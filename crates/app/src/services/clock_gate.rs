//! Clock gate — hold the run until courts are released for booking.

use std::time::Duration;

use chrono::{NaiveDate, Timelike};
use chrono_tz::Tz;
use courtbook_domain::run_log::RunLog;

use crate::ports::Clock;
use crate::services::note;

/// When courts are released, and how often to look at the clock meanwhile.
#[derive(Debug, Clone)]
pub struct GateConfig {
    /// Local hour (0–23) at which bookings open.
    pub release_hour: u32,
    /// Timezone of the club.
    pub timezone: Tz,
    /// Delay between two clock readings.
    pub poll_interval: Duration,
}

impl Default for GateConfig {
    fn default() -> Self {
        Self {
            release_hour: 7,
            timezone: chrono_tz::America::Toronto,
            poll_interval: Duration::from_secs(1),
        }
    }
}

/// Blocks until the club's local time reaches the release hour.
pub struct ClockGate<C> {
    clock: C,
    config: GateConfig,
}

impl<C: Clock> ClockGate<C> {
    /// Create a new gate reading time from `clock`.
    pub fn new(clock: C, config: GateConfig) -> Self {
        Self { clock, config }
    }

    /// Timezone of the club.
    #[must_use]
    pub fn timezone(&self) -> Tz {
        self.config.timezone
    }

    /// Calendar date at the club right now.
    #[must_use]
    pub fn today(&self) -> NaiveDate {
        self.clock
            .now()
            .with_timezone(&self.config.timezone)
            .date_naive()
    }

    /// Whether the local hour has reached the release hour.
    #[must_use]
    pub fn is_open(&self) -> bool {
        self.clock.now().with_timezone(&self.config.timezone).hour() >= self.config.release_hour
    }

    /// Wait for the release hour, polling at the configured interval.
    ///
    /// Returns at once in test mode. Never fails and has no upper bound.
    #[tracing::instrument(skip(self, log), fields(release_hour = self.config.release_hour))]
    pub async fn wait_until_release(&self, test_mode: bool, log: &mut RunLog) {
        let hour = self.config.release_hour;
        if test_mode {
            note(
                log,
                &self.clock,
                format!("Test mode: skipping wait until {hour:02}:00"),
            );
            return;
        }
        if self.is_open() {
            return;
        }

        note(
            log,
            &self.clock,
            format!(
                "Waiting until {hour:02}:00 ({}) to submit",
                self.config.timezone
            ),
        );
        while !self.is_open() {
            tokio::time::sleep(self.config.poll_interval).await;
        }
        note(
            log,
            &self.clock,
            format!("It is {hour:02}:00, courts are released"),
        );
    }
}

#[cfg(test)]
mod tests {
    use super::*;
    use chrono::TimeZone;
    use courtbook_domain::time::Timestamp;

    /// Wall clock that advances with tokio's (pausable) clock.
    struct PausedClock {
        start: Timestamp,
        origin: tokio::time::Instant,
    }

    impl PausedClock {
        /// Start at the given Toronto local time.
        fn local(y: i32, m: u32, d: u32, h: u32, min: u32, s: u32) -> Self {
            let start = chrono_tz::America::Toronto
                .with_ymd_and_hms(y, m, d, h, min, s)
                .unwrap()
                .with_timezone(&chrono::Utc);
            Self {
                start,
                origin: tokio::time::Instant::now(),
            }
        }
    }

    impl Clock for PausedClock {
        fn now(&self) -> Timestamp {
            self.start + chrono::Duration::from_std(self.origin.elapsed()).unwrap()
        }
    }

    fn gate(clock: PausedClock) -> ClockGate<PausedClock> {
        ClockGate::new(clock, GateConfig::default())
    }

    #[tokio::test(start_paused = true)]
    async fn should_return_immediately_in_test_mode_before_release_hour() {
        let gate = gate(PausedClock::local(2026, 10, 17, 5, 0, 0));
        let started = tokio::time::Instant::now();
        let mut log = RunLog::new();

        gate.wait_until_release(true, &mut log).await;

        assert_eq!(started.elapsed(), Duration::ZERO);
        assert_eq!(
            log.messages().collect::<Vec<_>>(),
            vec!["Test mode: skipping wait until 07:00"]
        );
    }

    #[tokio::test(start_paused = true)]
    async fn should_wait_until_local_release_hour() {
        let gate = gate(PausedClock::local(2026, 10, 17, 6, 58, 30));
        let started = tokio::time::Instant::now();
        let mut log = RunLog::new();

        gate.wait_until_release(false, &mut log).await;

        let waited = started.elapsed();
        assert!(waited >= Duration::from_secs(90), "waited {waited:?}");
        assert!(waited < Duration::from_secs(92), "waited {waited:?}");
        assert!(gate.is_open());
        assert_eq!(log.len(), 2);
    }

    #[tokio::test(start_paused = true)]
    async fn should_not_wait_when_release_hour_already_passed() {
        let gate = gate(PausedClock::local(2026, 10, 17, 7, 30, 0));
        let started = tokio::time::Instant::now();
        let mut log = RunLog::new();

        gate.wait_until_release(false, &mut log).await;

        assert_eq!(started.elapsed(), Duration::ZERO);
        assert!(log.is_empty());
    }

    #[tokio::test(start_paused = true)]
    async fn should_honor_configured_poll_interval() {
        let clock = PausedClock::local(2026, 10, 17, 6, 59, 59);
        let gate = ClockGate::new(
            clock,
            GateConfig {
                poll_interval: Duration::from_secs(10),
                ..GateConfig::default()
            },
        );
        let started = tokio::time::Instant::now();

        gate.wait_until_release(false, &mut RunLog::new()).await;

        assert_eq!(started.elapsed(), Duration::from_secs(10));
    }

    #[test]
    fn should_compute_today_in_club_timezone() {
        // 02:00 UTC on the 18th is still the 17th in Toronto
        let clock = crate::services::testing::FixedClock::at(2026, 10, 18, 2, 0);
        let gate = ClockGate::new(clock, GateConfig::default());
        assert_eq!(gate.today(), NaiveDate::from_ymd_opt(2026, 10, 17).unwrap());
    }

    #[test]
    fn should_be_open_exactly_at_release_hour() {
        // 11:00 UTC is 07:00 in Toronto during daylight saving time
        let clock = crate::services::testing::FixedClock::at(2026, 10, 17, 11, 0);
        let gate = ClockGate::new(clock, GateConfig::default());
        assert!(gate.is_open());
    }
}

··········

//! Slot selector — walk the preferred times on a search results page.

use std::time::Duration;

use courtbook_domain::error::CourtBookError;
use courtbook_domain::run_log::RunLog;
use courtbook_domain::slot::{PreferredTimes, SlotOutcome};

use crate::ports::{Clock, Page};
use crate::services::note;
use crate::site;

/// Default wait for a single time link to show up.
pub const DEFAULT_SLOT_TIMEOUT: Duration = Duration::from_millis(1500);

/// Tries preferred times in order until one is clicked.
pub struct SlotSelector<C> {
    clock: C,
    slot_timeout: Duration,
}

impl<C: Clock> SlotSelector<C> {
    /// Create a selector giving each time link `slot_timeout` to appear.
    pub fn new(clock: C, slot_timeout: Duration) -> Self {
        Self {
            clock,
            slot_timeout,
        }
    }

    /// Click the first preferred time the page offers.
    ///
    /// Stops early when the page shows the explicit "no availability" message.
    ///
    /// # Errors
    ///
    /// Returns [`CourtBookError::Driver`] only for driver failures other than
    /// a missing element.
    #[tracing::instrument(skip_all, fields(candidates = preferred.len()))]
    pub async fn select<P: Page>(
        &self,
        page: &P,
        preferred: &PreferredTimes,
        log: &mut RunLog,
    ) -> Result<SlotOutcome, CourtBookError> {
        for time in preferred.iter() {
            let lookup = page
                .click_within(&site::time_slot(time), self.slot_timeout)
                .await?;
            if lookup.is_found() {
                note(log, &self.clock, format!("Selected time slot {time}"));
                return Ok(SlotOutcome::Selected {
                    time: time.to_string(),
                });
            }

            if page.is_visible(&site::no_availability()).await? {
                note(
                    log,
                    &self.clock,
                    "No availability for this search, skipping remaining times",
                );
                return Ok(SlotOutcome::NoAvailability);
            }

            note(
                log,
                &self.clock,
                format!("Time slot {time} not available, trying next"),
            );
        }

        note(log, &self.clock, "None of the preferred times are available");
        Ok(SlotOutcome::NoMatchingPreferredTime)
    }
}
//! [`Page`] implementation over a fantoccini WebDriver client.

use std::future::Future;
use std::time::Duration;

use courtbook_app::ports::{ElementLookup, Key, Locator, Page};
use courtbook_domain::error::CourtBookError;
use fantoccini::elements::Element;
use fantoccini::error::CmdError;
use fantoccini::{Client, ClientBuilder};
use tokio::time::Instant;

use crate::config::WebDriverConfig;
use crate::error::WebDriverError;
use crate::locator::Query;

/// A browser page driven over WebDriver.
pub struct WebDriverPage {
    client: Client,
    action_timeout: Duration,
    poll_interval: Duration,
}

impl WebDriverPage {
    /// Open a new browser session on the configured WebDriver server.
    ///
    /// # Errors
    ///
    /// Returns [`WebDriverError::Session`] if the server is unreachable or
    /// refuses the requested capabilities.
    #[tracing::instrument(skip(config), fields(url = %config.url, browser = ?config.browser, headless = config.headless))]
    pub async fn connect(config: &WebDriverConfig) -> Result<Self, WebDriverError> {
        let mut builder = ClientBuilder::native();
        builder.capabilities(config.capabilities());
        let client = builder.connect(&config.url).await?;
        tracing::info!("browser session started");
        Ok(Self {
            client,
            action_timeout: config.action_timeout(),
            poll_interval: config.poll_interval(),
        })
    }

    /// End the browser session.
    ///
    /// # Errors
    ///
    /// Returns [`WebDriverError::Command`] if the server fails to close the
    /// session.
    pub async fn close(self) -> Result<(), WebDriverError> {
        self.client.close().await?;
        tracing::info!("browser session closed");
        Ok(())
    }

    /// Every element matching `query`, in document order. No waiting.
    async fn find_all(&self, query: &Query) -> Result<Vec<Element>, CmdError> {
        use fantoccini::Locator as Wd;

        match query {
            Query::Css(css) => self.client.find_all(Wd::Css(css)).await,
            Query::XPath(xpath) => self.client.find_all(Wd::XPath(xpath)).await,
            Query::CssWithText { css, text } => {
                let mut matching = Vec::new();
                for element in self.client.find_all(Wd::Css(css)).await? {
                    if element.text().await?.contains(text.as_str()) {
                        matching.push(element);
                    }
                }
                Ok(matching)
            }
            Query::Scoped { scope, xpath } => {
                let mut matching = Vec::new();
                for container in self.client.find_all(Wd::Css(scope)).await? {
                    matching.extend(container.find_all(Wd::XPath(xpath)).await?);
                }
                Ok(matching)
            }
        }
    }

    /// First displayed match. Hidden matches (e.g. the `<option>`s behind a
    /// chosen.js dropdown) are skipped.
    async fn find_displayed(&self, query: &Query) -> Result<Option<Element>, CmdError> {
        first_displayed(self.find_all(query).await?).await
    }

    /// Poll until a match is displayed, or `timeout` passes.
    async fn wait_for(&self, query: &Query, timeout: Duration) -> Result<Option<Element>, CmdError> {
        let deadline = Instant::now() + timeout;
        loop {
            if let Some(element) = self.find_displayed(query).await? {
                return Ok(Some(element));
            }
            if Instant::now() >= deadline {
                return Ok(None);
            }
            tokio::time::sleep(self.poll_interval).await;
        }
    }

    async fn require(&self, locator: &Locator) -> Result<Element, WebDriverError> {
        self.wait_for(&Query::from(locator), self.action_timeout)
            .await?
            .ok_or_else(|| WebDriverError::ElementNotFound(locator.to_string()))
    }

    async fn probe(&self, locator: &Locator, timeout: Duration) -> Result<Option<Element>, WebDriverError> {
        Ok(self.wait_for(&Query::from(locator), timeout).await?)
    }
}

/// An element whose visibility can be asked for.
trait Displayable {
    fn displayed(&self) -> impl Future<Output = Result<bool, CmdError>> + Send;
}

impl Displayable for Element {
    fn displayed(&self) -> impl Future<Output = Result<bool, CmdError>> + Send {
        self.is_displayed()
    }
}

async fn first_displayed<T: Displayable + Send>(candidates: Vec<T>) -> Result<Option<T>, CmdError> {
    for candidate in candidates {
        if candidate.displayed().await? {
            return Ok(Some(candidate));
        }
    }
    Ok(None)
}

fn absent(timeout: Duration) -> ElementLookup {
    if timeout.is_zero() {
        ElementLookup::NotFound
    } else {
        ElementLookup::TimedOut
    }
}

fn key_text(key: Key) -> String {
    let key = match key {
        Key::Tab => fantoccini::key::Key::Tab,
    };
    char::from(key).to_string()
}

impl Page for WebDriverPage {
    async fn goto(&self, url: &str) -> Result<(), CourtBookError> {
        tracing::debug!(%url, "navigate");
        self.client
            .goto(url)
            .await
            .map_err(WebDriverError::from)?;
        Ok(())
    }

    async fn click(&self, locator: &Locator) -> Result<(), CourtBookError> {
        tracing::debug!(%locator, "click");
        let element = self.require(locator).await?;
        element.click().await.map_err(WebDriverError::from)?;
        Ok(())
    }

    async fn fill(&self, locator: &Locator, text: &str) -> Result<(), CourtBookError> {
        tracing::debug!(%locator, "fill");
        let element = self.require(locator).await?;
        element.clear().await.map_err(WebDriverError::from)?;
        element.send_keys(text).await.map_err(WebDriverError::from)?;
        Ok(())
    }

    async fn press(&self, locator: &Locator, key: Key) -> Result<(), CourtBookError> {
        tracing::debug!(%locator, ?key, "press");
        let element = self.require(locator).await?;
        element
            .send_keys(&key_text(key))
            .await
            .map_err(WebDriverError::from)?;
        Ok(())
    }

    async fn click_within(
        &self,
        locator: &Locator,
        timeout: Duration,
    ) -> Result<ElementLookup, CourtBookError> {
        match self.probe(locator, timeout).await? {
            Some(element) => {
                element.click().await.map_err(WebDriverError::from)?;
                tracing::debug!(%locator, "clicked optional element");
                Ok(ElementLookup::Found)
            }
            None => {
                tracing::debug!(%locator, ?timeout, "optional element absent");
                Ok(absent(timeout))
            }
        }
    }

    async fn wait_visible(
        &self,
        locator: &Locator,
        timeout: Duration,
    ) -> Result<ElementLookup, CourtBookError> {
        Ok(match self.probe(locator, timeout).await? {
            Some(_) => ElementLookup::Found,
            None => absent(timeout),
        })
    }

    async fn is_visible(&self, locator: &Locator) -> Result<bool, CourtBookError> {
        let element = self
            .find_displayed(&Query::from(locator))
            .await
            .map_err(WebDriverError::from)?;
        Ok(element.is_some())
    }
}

··········

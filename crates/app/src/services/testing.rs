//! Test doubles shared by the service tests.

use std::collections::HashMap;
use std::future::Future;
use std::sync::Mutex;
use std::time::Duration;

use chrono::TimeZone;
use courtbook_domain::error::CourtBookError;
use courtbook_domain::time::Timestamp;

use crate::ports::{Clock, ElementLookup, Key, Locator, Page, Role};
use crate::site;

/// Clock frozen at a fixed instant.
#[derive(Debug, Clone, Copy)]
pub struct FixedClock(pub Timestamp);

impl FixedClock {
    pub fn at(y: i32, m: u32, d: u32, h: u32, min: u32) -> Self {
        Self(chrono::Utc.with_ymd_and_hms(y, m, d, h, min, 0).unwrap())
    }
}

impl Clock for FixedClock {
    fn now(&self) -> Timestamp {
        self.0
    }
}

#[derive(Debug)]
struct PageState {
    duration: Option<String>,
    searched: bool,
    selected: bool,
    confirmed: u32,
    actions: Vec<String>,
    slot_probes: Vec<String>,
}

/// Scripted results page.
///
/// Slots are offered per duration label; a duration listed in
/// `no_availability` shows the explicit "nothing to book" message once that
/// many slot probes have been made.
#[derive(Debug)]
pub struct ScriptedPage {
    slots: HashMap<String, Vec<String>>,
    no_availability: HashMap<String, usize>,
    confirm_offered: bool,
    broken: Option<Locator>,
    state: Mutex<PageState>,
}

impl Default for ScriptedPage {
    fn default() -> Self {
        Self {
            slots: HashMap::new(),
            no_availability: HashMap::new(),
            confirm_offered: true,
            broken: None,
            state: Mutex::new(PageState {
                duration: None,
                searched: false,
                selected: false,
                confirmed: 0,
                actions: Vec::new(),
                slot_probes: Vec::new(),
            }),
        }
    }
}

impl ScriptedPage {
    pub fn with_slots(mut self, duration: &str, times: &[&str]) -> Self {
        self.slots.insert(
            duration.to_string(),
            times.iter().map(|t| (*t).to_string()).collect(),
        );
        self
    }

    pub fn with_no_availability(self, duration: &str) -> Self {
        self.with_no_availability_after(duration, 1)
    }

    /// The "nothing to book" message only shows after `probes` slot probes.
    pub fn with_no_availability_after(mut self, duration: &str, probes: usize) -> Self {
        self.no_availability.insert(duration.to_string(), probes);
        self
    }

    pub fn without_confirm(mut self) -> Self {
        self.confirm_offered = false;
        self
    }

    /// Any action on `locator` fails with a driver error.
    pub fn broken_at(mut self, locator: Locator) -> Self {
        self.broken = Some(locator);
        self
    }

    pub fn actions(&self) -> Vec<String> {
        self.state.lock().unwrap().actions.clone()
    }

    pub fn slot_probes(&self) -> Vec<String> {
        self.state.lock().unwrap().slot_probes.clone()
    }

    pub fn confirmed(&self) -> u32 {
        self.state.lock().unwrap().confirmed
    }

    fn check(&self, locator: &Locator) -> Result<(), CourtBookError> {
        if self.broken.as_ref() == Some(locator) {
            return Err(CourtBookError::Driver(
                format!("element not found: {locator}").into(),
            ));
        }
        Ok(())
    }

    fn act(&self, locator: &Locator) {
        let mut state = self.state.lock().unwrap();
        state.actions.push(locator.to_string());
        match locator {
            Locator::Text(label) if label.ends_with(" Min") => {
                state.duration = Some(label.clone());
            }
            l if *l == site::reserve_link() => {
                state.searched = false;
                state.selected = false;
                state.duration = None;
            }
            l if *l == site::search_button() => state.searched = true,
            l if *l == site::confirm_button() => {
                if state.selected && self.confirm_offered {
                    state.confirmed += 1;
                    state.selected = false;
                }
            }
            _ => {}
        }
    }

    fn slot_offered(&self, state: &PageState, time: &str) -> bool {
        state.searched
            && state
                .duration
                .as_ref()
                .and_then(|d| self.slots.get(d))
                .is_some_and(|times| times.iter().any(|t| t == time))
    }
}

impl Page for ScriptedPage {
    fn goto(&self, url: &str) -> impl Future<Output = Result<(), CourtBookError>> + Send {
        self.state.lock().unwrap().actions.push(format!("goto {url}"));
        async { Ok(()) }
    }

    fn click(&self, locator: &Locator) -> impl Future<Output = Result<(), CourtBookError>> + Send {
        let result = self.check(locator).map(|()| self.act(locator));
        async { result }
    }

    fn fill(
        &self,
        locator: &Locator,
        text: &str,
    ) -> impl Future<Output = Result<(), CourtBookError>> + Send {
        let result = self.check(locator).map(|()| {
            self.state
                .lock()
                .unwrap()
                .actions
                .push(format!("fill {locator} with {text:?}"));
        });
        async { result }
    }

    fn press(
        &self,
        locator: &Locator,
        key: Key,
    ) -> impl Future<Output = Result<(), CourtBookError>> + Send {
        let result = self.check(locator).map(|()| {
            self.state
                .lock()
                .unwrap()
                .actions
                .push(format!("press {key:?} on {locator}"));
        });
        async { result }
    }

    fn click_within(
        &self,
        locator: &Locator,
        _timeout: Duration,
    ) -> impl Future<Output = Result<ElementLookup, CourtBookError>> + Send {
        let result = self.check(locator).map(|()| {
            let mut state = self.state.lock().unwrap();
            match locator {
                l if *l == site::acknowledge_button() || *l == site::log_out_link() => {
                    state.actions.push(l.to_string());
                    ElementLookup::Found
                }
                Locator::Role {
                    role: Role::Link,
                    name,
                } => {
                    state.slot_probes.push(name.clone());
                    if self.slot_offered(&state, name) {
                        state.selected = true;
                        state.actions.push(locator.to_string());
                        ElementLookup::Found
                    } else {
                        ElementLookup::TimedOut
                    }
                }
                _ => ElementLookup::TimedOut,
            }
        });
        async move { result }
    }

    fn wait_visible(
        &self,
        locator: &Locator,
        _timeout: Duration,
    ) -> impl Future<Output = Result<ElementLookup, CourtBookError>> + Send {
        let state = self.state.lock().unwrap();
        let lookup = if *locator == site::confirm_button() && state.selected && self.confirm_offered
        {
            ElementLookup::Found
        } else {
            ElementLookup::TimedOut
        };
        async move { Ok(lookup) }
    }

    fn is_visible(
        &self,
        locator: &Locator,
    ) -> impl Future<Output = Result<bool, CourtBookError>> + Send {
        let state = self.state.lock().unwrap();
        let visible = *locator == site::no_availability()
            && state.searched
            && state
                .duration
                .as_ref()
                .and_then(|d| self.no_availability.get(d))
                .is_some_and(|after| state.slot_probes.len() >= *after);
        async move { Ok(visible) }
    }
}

··········

■ PROBLEM STATEMENT
Wherever the string "usize" appears in the entries above, return the line it appears on.

■ YOUR RESPONSE
    no_availability: HashMap<String, usize>,
    pub fn with_no_availability_after(mut self, duration: &str, probes: usize) -> Self {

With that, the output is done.